== About this task ==
Type again, exactly, the lines below from the start through the line that includes "use crate::ir::SourceLocation;".

== Input for this task ==
------

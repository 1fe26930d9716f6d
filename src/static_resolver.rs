//! Table-driven resolver.
//!
//! Answers every oracle query from a `ResolverConfig`. Names the runtime
//! provides itself (template keywords, built-in modifiers) never resolve.

use lazy_static::lazy_static;
use regex::Regex;
use std::collections::{HashMap, HashSet};
use std::sync::{Arc, Mutex};

use crate::config::ResolverConfig;
use crate::diagnostic::{FailureKind, ResolutionFail};
use crate::ir::SourceLocation;
use crate::locator::ComponentLocator;
use crate::resolver::{
    ComponentResolution, HelperResolution, ModuleReference, Provenance, ResolutionResult, Resolver,
};

lazy_static! {
    pub static ref BUILTIN_KEYWORDS: HashSet<&'static str> = {
        let mut s = HashSet::new();
        // Control flow
        s.insert("if");
        s.insert("unless");
        s.insert("each");
        s.insert("each-in");
        s.insert("let");
        s.insert("with");
        s.insert("yield");
        s.insert("outlet");
        s.insert("in-element");
        s.insert("-in-element");
        s.insert("debugger");
        s.insert("has-block");
        s.insert("has-block-params");
        s.insert("hasBlock");
        s.insert("hasBlockParams");

        // Built-in helpers
        s.insert("action");
        s.insert("array");
        s.insert("concat");
        s.insert("fn");
        s.insert("get");
        s.insert("hash");
        s.insert("log");
        s.insert("mut");
        s.insert("readonly");
        s.insert("unbound");
        s.insert("unique-id");
        s.insert("query-params");
        s.insert("mount");
        s.insert("input");
        s.insert("textarea");
        s.insert("link-to");

        // Dynamic keywords, handled by the transform itself
        s.insert("component");
        s.insert("helper");
        s.insert("modifier");
        s.insert("ensure-safe-component");
        s
    };

    pub static ref BUILTIN_MODIFIERS: HashSet<&'static str> = {
        let mut s = HashSet::new();
        s.insert("action");
        s.insert("on");
        s
    };

    static ref CASE_BOUNDARY: Regex = Regex::new(r"([a-z\d])([A-Z])").unwrap();
}

/// `FooBar::BazQux` -> `foo-bar/baz-qux`
pub fn dasherize_tag(tag: &str) -> String {
    tag.split("::")
        .map(|segment| CASE_BOUNDARY.replace_all(segment, "$1-$2").to_lowercase())
        .collect::<Vec<_>>()
        .join("/")
}

/// Angle-bracket tags name components only when they start uppercase;
/// everything else is HTML or a custom element.
fn is_component_tag(tag: &str) -> bool {
    tag.chars().next().is_some_and(|c| c.is_ascii_uppercase())
}

#[derive(Debug, Clone, PartialEq, Eq)]
pub enum DynamicKind {
    Helper,
    Modifier,
}

/// A literal seen as the argument of a dynamic `helper` / `modifier`.
#[derive(Debug, Clone, PartialEq, Eq)]
pub struct DynamicReference {
    pub kind: DynamicKind,
    pub name: String,
    pub file: String,
    pub location: SourceLocation,
    pub module: Option<ModuleReference>,
}

#[derive(Debug, Default)]
pub struct StaticResolver {
    config: ResolverConfig,
    components: HashMap<String, Arc<ComponentResolution>>,
    dynamic: Mutex<Vec<DynamicReference>>,
}

impl StaticResolver {
    pub fn new(config: ResolverConfig) -> Self {
        let components = config
            .components
            .iter()
            .map(|(name, resolution)| (name.clone(), Arc::new(resolution.clone())))
            .collect();
        Self {
            config,
            components,
            dynamic: Mutex::new(Vec::new()),
        }
    }

    pub fn config(&self) -> &ResolverConfig {
        &self.config
    }

    /// Everything registered through dynamic `helper` / `modifier` literals.
    pub fn dynamic_references(&self) -> Vec<DynamicReference> {
        self.dynamic
            .lock()
            .unwrap_or_else(|poisoned| poisoned.into_inner())
            .clone()
    }

    fn component(&self, name: &str) -> Option<Arc<ComponentResolution>> {
        self.components.get(name).cloned()
    }

    fn helper(&self, name: &str) -> Option<ResolutionResult> {
        self.config.helpers.get(name).map(|module| {
            ResolutionResult::Helper(HelperResolution {
                modules: vec![module.clone()],
            })
        })
    }

    fn record_dynamic(
        &self,
        kind: DynamicKind,
        locator: &ComponentLocator,
        file: &str,
        location: SourceLocation,
    ) {
        let ComponentLocator::Literal { path } = locator else {
            return;
        };
        let table = match kind {
            DynamicKind::Helper => &self.config.helpers,
            DynamicKind::Modifier => &self.config.modifiers,
        };
        tracing::debug!(name = path.as_str(), kind = ?kind, "dynamic reference");
        let reference = DynamicReference {
            kind,
            name: path.clone(),
            file: file.to_string(),
            location,
            module: table.get(path).cloned(),
        };
        self.dynamic
            .lock()
            .unwrap_or_else(|poisoned| poisoned.into_inner())
            .push(reference);
    }
}

fn missing(message: String, location: SourceLocation) -> ResolutionResult {
    ResolutionResult::Error(ResolutionFail::new(
        FailureKind::UnresolvableReference,
        message,
        location,
    ))
}

fn with_provenance(fail: ResolutionFail, provenance: Option<&Provenance>) -> ResolutionFail {
    match provenance {
        Some(p) => fail.with_detail(format!(
            "passed as the `{}` argument of `{}`",
            p.argument_name, p.invoking_name
        )),
        None => fail,
    }
}

impl Resolver for StaticResolver {
    fn resolve_invocation(
        &self,
        name: &str,
        has_arguments: bool,
        _file: &str,
        location: SourceLocation,
    ) -> Option<ResolutionResult> {
        if BUILTIN_KEYWORDS.contains(name) {
            return None;
        }
        if let Some(helper) = self.helper(name) {
            return Some(helper);
        }
        if let Some(component) = self.component(name) {
            return Some(ResolutionResult::Component(component));
        }
        // Without arguments this may just be a property read.
        if has_arguments && self.config.static_components && self.config.static_helpers {
            return Some(missing(
                format!("Missing component or helper: {}", name),
                location,
            ));
        }
        None
    }

    fn resolve_call_expression(
        &self,
        name: &str,
        _file: &str,
        location: SourceLocation,
    ) -> Option<ResolutionResult> {
        if BUILTIN_KEYWORDS.contains(name) {
            return None;
        }
        if let Some(helper) = self.helper(name) {
            return Some(helper);
        }
        if self.config.static_helpers {
            return Some(missing(format!("Missing helper: {}", name), location));
        }
        None
    }

    fn resolve_modifier_invocation(
        &self,
        name: &str,
        _file: &str,
        location: SourceLocation,
    ) -> Option<ResolutionResult> {
        if BUILTIN_MODIFIERS.contains(name) {
            return None;
        }
        if let Some(module) = self.config.modifiers.get(name) {
            return Some(ResolutionResult::Helper(HelperResolution {
                modules: vec![module.clone()],
            }));
        }
        if self.config.static_modifiers {
            return Some(missing(format!("Missing modifier: {}", name), location));
        }
        None
    }

    fn resolve_element(
        &self,
        tag: &str,
        _file: &str,
        location: SourceLocation,
    ) -> Option<ResolutionResult> {
        if !is_component_tag(tag) {
            return None;
        }
        let name = dasherize_tag(tag);
        if let Some(component) = self.component(&name) {
            return Some(ResolutionResult::Component(component));
        }
        if self.config.static_components {
            return Some(missing(
                format!("Missing component: <{}> ({})", tag, name),
                location,
            ));
        }
        None
    }

    fn resolve_component_locator(
        &self,
        locator: &ComponentLocator,
        _file: &str,
        location: SourceLocation,
        provenance: Option<&Provenance>,
    ) -> Result<Option<Arc<ComponentResolution>>, ResolutionFail> {
        match locator {
            ComponentLocator::Literal { path } => {
                if let Some(component) = self.component(path) {
                    return Ok(Some(component));
                }
                if self.config.static_components {
                    return Err(with_provenance(
                        ResolutionFail::new(
                            FailureKind::UnresolvableReference,
                            format!("Missing component: {}", path),
                            location,
                        ),
                        provenance,
                    ));
                }
                Ok(None)
            }
            ComponentLocator::LexicalPath { path } => {
                if self.config.static_components {
                    return Err(with_provenance(
                        ResolutionFail::new(
                            FailureKind::InvalidComponentHelperUsage,
                            format!(
                                "cannot statically resolve the component named by `{}`",
                                path
                            ),
                            location,
                        )
                        .with_detail(
                            "pass a string literal, or wrap the value in ensure-safe-component",
                        ),
                        provenance,
                    ));
                }
                Ok(None)
            }
            ComponentLocator::Opaque => {
                if self.config.static_components {
                    return Err(with_provenance(
                        ResolutionFail::new(
                            FailureKind::AmbiguousDynamicArgument,
                            "cannot statically resolve a dynamic component argument",
                            location,
                        ),
                        provenance,
                    ));
                }
                Ok(None)
            }
        }
    }

    fn resolve_dynamic_helper_locator(
        &self,
        locator: &ComponentLocator,
        file: &str,
        location: SourceLocation,
    ) {
        self.record_dynamic(DynamicKind::Helper, locator, file, location);
    }

    fn resolve_dynamic_modifier_locator(
        &self,
        locator: &ComponentLocator,
        file: &str,
        location: SourceLocation,
    ) {
        self.record_dynamic(DynamicKind::Modifier, locator, file, location);
    }
}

------

== Finished task ==
repository 1fe26930d9716f6d
filename src/static_resolver.rs
//! Table-driven resolver.
//!
//! Answers every oracle query from a `ResolverConfig`. Names the runtime
//! provides itself (template keywords, built-in modifiers) never resolve.

use lazy_static::lazy_static;
use regex::Regex;
use std::collections::{HashMap, HashSet};
use std::sync::{Arc, Mutex};

use crate::config::ResolverConfig;
use crate::diagnostic::{FailureKind, ResolutionFail};
use crate::ir::SourceLocation;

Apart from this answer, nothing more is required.